Counter Press Acquisition Corporation Announces the Separate Trading of its Class A Ordinary Shares and Warrants, Commencing April 1, 2022
30 Marzo 2022 - 4:37PM
Counter Press Acquisition Corporation (NASDAQ GM: CPAQU) (the
“Company”) announced today that, commencing April 1, 2022, holders
of the units sold in the Company’s initial public offering may
elect to separately trade the Class A ordinary shares and warrants
included in the units. The Class A ordinary shares and warrants
that are separated will trade on The Nasdaq Global Market
(“Nasdaq”) under the symbols “CPAQ” and “CPAQW,” respectively.
Units that are not separated will continue to trade on Nasdaq under
the symbol “CPAQU.”
A registration statement relating to these
securities has been declared effective by the U.S. Securities and
Exchange Commission (the “SEC”). This press release shall not
constitute an offer to sell or the solicitation of an offer to buy
the securities of the Company, nor shall there be any sale of these
securities in any state or jurisdiction in which such offer,
solicitation or sale would be unlawful prior to registration or
qualification under the securities laws of any such state or
jurisdiction.

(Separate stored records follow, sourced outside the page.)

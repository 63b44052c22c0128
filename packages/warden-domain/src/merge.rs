use crate::record::Payload;

/// Right-biased key union of two payloads.
///
/// Every key of `over` wins over the same key in `base`; keys present in only
/// one side are kept. Governs both broadcast-vs-individual configuration and
/// the local-floor-vs-upstream reconcile: the overlay never deletes a base
/// key, so a key that disappears upstream reverts to its base value on the
/// next merge cycle.
pub fn overlay(base: &Payload, over: &Payload) -> Payload {
	let mut merged = base.clone();

	for (key, value) in over {
		merged.insert(key.clone(), value.clone());
	}

	merged
}
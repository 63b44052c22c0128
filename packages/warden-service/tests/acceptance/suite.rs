// Shared helpers for the acceptance suite; every test runs against the
// in-memory store.

use uuid::Uuid;

use warden_domain::Payload;
use warden_service::SyncService;
use warden_storage::mem::MemoryStore;

pub fn service() -> SyncService<MemoryStore> {
	SyncService::new(MemoryStore::new())
}

pub fn payload(value: serde_json::Value) -> Payload {
	match value {
		serde_json::Value::Object(map) => map,
		_ => panic!("expected an object"),
	}
}

pub fn uid(n: u128) -> Uuid {
	Uuid::from_u128(n)
}
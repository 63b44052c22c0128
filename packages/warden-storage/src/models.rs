use time::OffsetDateTime;

use warden_domain::{Endpoint, Record, Scope};

#[derive(Debug, sqlx::FromRow)]
pub struct RecordRow {
	pub seq: i64,
	pub origin: String,
	pub destiny: Option<String>,
	pub scope: String,
	pub payload: Option<serde_json::Value>,
	pub recorded_at: OffsetDateTime,
}
impl RecordRow {
	/// Converts a raw row into a domain record.
	///
	/// Rows without an object payload, or with addressing a foreign writer
	/// malformed, are dropped with a diagnostic rather than failing the query.
	pub fn into_record(self) -> Option<Record> {
		let Some(serde_json::Value::Object(payload)) = self.payload else {
			tracing::debug!(seq = self.seq, "Ignoring record without an object payload.");

			return None;
		};
		let origin = match self.origin.parse::<Endpoint>() {
			Ok(origin) => origin,
			Err(err) => {
				tracing::debug!(seq = self.seq, error = %err, "Ignoring record with an invalid origin.");

				return None;
			},
		};
		let destiny = match self.destiny {
			None => None,
			Some(raw) => match raw.parse::<Endpoint>() {
				Ok(destiny) => Some(destiny),
				Err(err) => {
					tracing::debug!(seq = self.seq, error = %err, "Ignoring record with an invalid destiny.");

					return None;
				},
			},
		};
		let scope = match self.scope.parse::<Scope>() {
			Ok(scope) => scope,
			Err(err) => {
				tracing::debug!(seq = self.seq, error = %err, "Ignoring record with an unknown scope.");

				return None;
			},
		};

		Some(Record {
			seq: self.seq,
			origin,
			destiny,
			scope,
			payload,
			recorded_at: self.recorded_at,
		})
	}
}
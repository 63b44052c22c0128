mod error;

pub use error::{Error, Result};

use std::{env, future::Future, str::FromStr, thread};

use sqlx::{
	ConnectOptions, Connection, Executor,
	postgres::{PgConnectOptions, PgConnection},
};
use tokio::runtime::Builder;
use uuid::Uuid;

const ADMIN_DATABASES: [&str; 2] = ["postgres", "template1"];

/// A throwaway Postgres database, dropped on cleanup (or best-effort on
/// drop). Lets integration tests run against a real server without stepping
/// on each other.
pub struct TestDatabase {
	name: String,
	dsn: String,
	admin_options: PgConnectOptions,
	cleaned: bool,
}
impl TestDatabase {
	pub async fn new(base_dsn: &str) -> Result<Self> {
		let base_options: PgConnectOptions = PgConnectOptions::from_str(base_dsn)
			.map_err(|err| Error::Message(format!("Failed to parse WARDEN_PG_DSN: {err}.")))?;
		let (admin_options, mut admin_conn) = connect_admin(&base_options).await?;
		let name = format!("warden_test_{}", Uuid::new_v4().simple());
		let create_sql = format!(r#"CREATE DATABASE "{}""#, name);

		admin_conn
			.execute(create_sql.as_str())
			.await
			.map_err(|err| Error::Message(format!("Failed to create test database: {err}.")))?;

		let dsn = base_options.clone().database(&name).to_url_lossy().to_string();

		Ok(Self { name, dsn, admin_options, cleaned: false })
	}

	pub fn dsn(&self) -> &str {
		&self.dsn
	}

	pub fn name(&self) -> &str {
		&self.name
	}

	pub async fn cleanup(mut self) -> Result<()> {
		self.cleanup_inner().await
	}

	async fn cleanup_inner(&mut self) -> Result<()> {
		if self.cleaned {
			return Ok(());
		}

		cleanup_database(&self.name, &self.admin_options).await?;

		self.cleaned = true;

		Ok(())
	}
}
impl Drop for TestDatabase {
	fn drop(&mut self) {
		if self.cleaned {
			return;
		}

		let name = self.name.clone();
		let admin_options = self.admin_options.clone();
		let cleanup_thread = thread::spawn(move || {
			let runtime = match Builder::new_current_thread().enable_all().build() {
				Ok(runtime) => runtime,
				Err(err) => {
					eprintln!("Test database cleanup failed: {err}.");

					return;
				},
			};

			if let Err(err) = runtime.block_on(cleanup_database(&name, &admin_options)) {
				eprintln!("Test database cleanup failed: {err}.");
			}
		});
		let _ = cleanup_thread.join();
	}
}

pub fn env_dsn() -> Option<String> {
	env::var("WARDEN_PG_DSN").ok()
}

pub async fn with_test_db<F, Fut, T>(base_dsn: &str, f: F) -> Result<T>
where
	F: FnOnce(&TestDatabase) -> Fut,
	Fut: Future<Output = Result<T>>,
{
	let db = TestDatabase::new(base_dsn).await?;
	let result = f(&db).await;
	let mut db = db;

	if let Err(err) = db.cleanup_inner().await {
		eprintln!("Test database cleanup warning: {err}.");

		if result.is_ok() {
			return Err(err);
		}
	}

	result
}

async fn connect_admin(
	base_options: &PgConnectOptions,
) -> Result<(PgConnectOptions, PgConnection)> {
	let mut last_err = None;

	for database in ADMIN_DATABASES {
		let options = base_options.clone().database(database);

		match PgConnection::connect_with(&options).await {
			Ok(conn) => return Ok((options, conn)),
			Err(err) => {
				last_err = Some(err);
			},
		}
	}

	Err(Error::Message(format!("Failed to connect to an admin database: {last_err:?}.")))
}

async fn cleanup_database(name: &str, admin_options: &PgConnectOptions) -> Result<()> {
	let mut conn = PgConnection::connect_with(admin_options).await.map_err(|err| {
		Error::Message(format!("Failed to connect to admin database for cleanup: {err}."))
	})?;
	let _ = sqlx::query(
		"\
SELECT pg_terminate_backend(pid)
FROM pg_stat_activity
WHERE datname = $1 AND pid <> pg_backend_pid()",
	)
	.bind(name)
	.fetch_all(&mut conn)
	.await;
	let drop_sql = format!(r#"DROP DATABASE IF EXISTS "{}""#, name);

	sqlx::query(drop_sql.as_str())
		.execute(&mut conn)
		.await
		.map_err(|err| Error::Message(format!("Failed to drop test database: {err}.")))?;

	Ok(())
}
use std::path::PathBuf;

use serde::Deserialize;

#[derive(Debug, Deserialize)]
pub struct Config {
	pub service: Service,
	pub storage: Storage,
	pub identity: Identity,
	pub cache: Cache,
	#[serde(default)]
	pub maintenance: Maintenance,
}

#[derive(Debug, Deserialize)]
pub struct Service {
	pub log_level: String,
}

#[derive(Debug, Deserialize)]
pub struct Storage {
	pub postgres: Postgres,
}

#[derive(Debug, Deserialize)]
pub struct Postgres {
	pub dsn: String,
	pub pool_max_conns: u32,
}

#[derive(Debug, Deserialize)]
pub struct Identity {
	pub uid_file: PathBuf,
}

#[derive(Debug, Deserialize)]
pub struct Cache {
	/// Seeded out-of-band; never written by this process.
	pub floor_file: PathBuf,
	/// Rewritten atomically on every successful reconcile cycle.
	pub merged_file: PathBuf,
}

#[derive(Debug, Deserialize)]
#[serde(default)]
pub struct Maintenance {
	/// Static fallback; a published `history_days_to_keep` overrides it.
	pub days_to_keep: i64,
	/// Static fallback; a published `maintenance_interval_sec` overrides it.
	pub interval_secs: u64,
}
impl Default for Maintenance {
	fn default() -> Self {
		Self { days_to_keep: 14, interval_secs: 86_400 }
	}
}
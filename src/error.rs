use derive_more::{Display, From};

pub type Result<T> = std::result::Result<T, Error>;

#[derive(Debug, Display, From)]
pub enum Error {
    #[display("{_0}")]
    Custom(String),

    #[display("I/O error: {_0}")]
    #[from]
    Io(std::io::Error),

    #[display("HTTP error: {_0}")]
    #[from]
    Http(reqwest::Error),

    #[display("JSON error: {_0}")]
    #[from]
    Json(serde_json::Error),

    #[display("Backend responded with status {status}: {body}")]
    Backend { status: u16, body: String },
}

impl Error {
    pub fn custom(message: impl Into<String>) -> Self {
        Self::Custom(message.into())
    }
}

impl std::error::Error for Error {
    fn source(&self) -> Option<&(dyn std::error::Error + 'static)> {
        match self {
            Self::Io(e) => Some(e),
            Self::Http(e) => Some(e),
            Self::Json(e) => Some(e),
            Self::Custom(_) | Self::Backend { .. } => None,
        }
    }
}

#[cfg(test)]
mod tests {
    use super::Error;

    #[test]
    fn backend_error_mentions_status() {
        let err = Error::Backend {
            status: 500,
            body: "boom".to_string(),
        };
        assert_eq!(err.to_string(), "Backend responded with status 500: boom");
    }

    #[test]
    fn io_errors_convert() {
        let io = std::io::Error::new(std::io::ErrorKind::NotFound, "gone");
        let err: Error = io.into();
        assert!(matches!(err, Error::Io(_)));
    }
}
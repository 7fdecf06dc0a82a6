use crate::core::{Config, DEFAULT_BACKEND_URL, DEFAULT_DATA_DIR, DEFAULT_TIMEOUT_SECS};
use clap::{Parser, Subcommand, ValueEnum};
use std::path::PathBuf;
use std::time::Duration;

#[derive(Parser)]
#[command(name = "vidchat")]
#[command(about = "Chat with a YouTube video: summaries, Q&A and visual search")]
#[command(version = "0.1.0")]
pub struct Cli {
    #[command(subcommand)]
    pub command: Option<Commands>,

    /// Backend origin serving /sections, /question and /visual-search
    #[arg(long, env = "VIDCHAT_BACKEND_URL", default_value = DEFAULT_BACKEND_URL, global = true)]
    pub backend: String,

    /// Gemini API key (falls back to the stored key)
    #[arg(long, env = "GEMINI_API_KEY", hide_env_values = true, global = true)]
    pub api_key: Option<String>,

    /// Directory for the stored key, exports and the TUI log
    #[arg(long, env = "VIDCHAT_DATA_DIR", default_value = DEFAULT_DATA_DIR, global = true)]
    pub data_dir: PathBuf,

    /// Request timeout in seconds
    #[arg(long, env = "VIDCHAT_TIMEOUT_SECS", default_value_t = DEFAULT_TIMEOUT_SECS, global = true)]
    pub timeout: u64,
}

impl Cli {
    pub fn config(&self) -> Config {
        Config {
            backend_url: self.backend.clone(),
            api_key: self.api_key.clone(),
            data_dir: self.data_dir.clone(),
            timeout: Duration::from_secs(self.timeout),
        }
    }
}

#[derive(Subcommand)]
pub enum Commands {
    /// Open the interactive interface
    Tui {
        /// Start directly on this video
        video_url: Option<String>,
    },

    /// Print the section summaries of a video
    Sections {
        /// YouTube video URL or video ID
        video_url: String,
    },

    /// Ask a question about a video
    Ask {
        /// YouTube video URL or video ID
        video_url: String,

        /// The question
        question: String,

        #[arg(short, long, value_enum, default_value_t = OutputFormat::Text)]
        format: OutputFormat,
    },

    /// Find the moment that best matches a visual description
    Search {
        /// YouTube video URL or video ID
        video_url: String,

        /// What to look for
        query: String,
    },

    /// Annotate answer text read from stdin
    Annotate {
        #[arg(short, long, value_enum, default_value_t = OutputFormat::Html)]
        format: OutputFormat,
    },

    /// Manage the stored API key
    Key {
        #[command(subcommand)]
        action: KeyAction,
    },

    /// List exported chats
    Chats,
}

#[derive(Subcommand)]
pub enum KeyAction {
    /// Store a key for later runs
    Set { key: String },
    /// Show the stored key (masked)
    Show,
    /// Remove the stored key
    Clear,
}

#[derive(Debug, Clone, Copy, PartialEq, Eq, ValueEnum)]
pub enum OutputFormat {
    Text,
    Html,
}
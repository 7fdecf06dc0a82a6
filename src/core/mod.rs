pub mod annotate;
pub mod backend;
pub mod config;
pub mod session;
pub mod storage;
pub mod timestamp;
pub mod video;

pub use backend::*;
pub use config::*;
pub use session::*;
pub use storage::*;
pub use video::*;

The offering was made only by means of a prospectus.
Copies of the prospectus may be obtained by contacting BTIG, LLC,
65 East 55th Street, New York, NY 10022, or by e-mail at
ProspectusDelivery@btig.com.
About Counter Press Acquisition Corporation
The Company is a blank check company formed for
the purpose of effecting a merger, amalgamation, share exchange,
asset acquisition, share purchase, reorganization or similar
business combination with one or more businesses. The Company
intends to focus its search on businesses in the sports, media and
data analytics sectors, with a focus on professional sports
businesses. The Company is led by Paul Conway, Chief Executive
Officer of the Company, Randy Frankel, Chairman of the Company’s
board of directors, Michael Kalt, Chief Financial Officer of the
Company, and Andrew Friedman and Julie Uhrman, members of the
Company’s board of directors.
Forward-Looking Statements
This press release may include “forward-looking
statements” within the meaning of Section 27A of the Securities Act
of 1933, as amended, and Section 21E of the Securities Exchange Act
of 1934, as amended. All statements other than statements of
historical fact included in this press release are forward-looking
statements. When used in this press release, words such as
“anticipate,” “believe,” “estimate,” “expect,” “intend” and similar
expressions, as they relate to us or our management team, identify
forward-looking statements. Such forward-looking statements are
based on the beliefs of management, as well as assumptions made by,
and information currently available to, the Company’s management.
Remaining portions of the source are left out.